La Cassazione derubrica l’accusa alla Eternit

Amianto. La Cassazione ha modificato la fattispecie da «dolo» a «colpa cosciente». Protesta dei familiari delle vittime. Ora il processo è a maggior rischio di prescrizione, ma l’ex pm Guariniello invita a non essere pessimisti

redazione • 15/12/2017 • Salute & Sicurezza sul lavoro • 456 Viste

Non c’è giustizia per le vittime dell’Eternit. La Corte di Cassazione ha, ieri, rigettato i ricorsi della procura e della procura generale di Torino contro la sentenza del gup Federica Bompieri che, nel novembre del 2016, aveva riqualificato il reato contestato all’unico imputato, il magnate svizzero Stephan Schmidheiny, da omicidio volontario a omicidio colposo con colpa cosciente. Una decisione da cui era scaturito un conseguente spacchettamento del processo in quattro tronconi distinti, poiché, venendo meno l’ipotesi dolosa, cadeva anche la formula della continuazione dei reati contestati.
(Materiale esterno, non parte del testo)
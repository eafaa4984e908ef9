// Unless explicitly stated otherwise all files in this repository are licensed
// under the Apache License Version 2.0.
// This product includes software developed at Datadog (https://www.datadoghq.com/).
// Copyright 2026-present Datadog, Inc.

use crate::config::LaunchConfig;
use crate::mounts::{CONTAINER_OUTPUT_DIR, MountSpec};
use crate::patterns::PatternFile;

const REDACTED: &str = "***";

/// A fully assembled `docker run` invocation.
#[derive(Clone, PartialEq, Eq)]
pub struct DockerRun {
    /// Shown in logs and dry runs; [`crate::runtime::DockerCli`] runs its own binary.
    program: String,
    args: Vec<String>,
    /// Index into `args` of the API key value.
    secret_index: usize,
}

impl DockerRun {
    pub fn build(config: &LaunchConfig, mounts: &[MountSpec], patterns: &PatternFile) -> Self {
        let mut args: Vec<String> = vec![
            "run".into(),
            "-d".into(),
            "--name".into(),
            config.container_name.clone(),
            "--privileged".into(),
            "--pid=host".into(),
            "--network=host".into(),
        ];

        for mount in mounts {
            args.push("-v".into());
            args.push(mount.to_string());
        }

        args.extend(
            config
                .extra_args
                .iter()
                .filter(|a| !a.is_empty())
                .cloned(),
        );

        args.push(config.docker_image.clone());
        args.push("--server-url".into());
        args.push(config.server_url.clone());
        args.push("--api-key".into());
        let secret_index = args.len();
        args.push(config.api_key.expose().to_string());
        if let Some(ref project) = config.project_name {
            args.push("--project-name".into());
            args.push(project.clone());
        }
        args.push("--patterns".into());
        args.push(patterns.container_path.to_string_lossy().into_owned());
        args.push("--watch".into());
        args.push(CONTAINER_OUTPUT_DIR.into());

        Self {
            program: config.docker_bin.clone(),
            args,
            secret_index,
        }
    }

    pub fn args(&self) -> &[String] {
        &self.args
    }

    /// Program followed by its arguments.
    pub fn argv(&self) -> Vec<&str> {
        std::iter::once(self.program.as_str())
            .chain(self.args.iter().map(String::as_str))
            .collect()
    }

    /// Space-joined command line with the API key masked, for logging.
    pub fn redacted(&self) -> String {
        let mut line = self.program.clone();
        for (i, arg) in self.args.iter().enumerate() {
            line.push(' ');
            line.push_str(if i == self.secret_index { REDACTED } else { arg.as_str() });
        }
        line
    }
}

impl std::fmt::Debug for DockerRun {
    fn fmt(&self, f: &mut std::fmt::Formatter<'_>) -> std::fmt::Result {
        f.debug_tuple("DockerRun").field(&self.redacted()).finish()
    }
}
La prima sezione della Cassazione è la stessa che tre anni fa cancellò il maxi-processo Eternit che aveva condannato in appello Schmidheiny a 18 anni di carcere. Il reato di disastro ambientale fu, però, considerato prescritto. Il caso oggi in questione è, invece, il cosiddetto «Eternit Bis» riguardante la morte di 258 persone, ex lavoratori e cittadini, avvenuta tra il 1989 e il 2014 a causa dell’amianto lavorato negli stabilimenti della multinazionale. Inchiesta per cui Raffaele Guariniello, prima di andare in pensione, decise di formulare l’accusa di omicidio doloso aggravato.

Casale Monferrato, la città martire con i suoi 2.200 morti di mesotelioma e asbestosi, subisce un nuovo duro colpo. «Che ci sia stato il dolo lo sanno anche i gatti, lo dimostrano i documenti rivenuti nell’inchiesta, la multinazionale conosceva i rischi e nascose intenzionalmente le prove», commenta amaro Bruno Pesce dell’Afeva (Associazione familiari vittime amianto), uno dei leader della lotta contro la fibra killer, in pista da almeno 40 anni in questa infinita battaglia. Non ha perso la speranza: «Ora si riparte con quattro processi, l’importante è che vadano avanti e magari si moltiplichino. La decisione del gup torinese era stata discutibile, mi auguro che in questa sentenza della Suprema corte ci sia solo un motivo procedurale. Se un sistema giudiziario non è in grado di sanzionare ufficialmente situazioni simili significa che esiste un problema democratico».

Ora il processo sarà diviso in quattro filoni e altrettanti sedi, con allungamento dei tempi e il rischio prescrizione, la paura più grande, in agguato Vercelli ha competenza su Casale, Reggio Emilia su Rubiera, Torino su Cavagnolo e Napoli, dove il pm ha chiesto l’imputazione di omicidio volontario, su Bagnoli. A Vercelli toccherà il compito più arduo, visto che dei 258 fascicoli totali 243 riguardano Casale. «Questo ufficio non si tira certo indietro, insisterò su un adeguamento del personale», ha dichiarato, Pier Luigi Pianta, il procuratore capo del Tribunale di Vercelli.

La difesa di Schmidheiny è soddisfatta. «Avevamo eccepito l’inammissibilità dei ricorsi e la Corte ha deciso in questa direzione», ha detto l’avvocato Astolfo Di Amato. Di tutt’altro parere Massimiliano Gabrielli, legale dell’Anmil: «Quando un’organizzazione imprenditoriale continua consapevolmente a far soldi sulla pelle della gente bisogna parlare di omicidi volontari, senza se e senza ma. Ci aspettavamo quindi che la Cassazione applicasse semplicemente la legge, senza scivolare sulle difese tecniche e fare l’ennesimo regalo al miliardario Schmidheiny». Ezio Bonanni, uno degli avvocati di parte civile annuncia: «Ricorreremo alla Corte di Strasburgo per mancata tutela dello Stato italiano nei confronti delle vittime».

L’ex pm Raffaele Guariniello non è, invece, drastico: «La decisione della Cassazione non deve scoraggiare, si faranno comunque quattro processi contro l’Eternit, cosa che in altri Paesi è impensabile. La colpa cosciente resta un reato grave che comporta una pena rilevante, come nel caso Thyssen. Quanto alla prescrizione è un rischio sempre presente, ma si è tracciata una strada, che è andata avanti».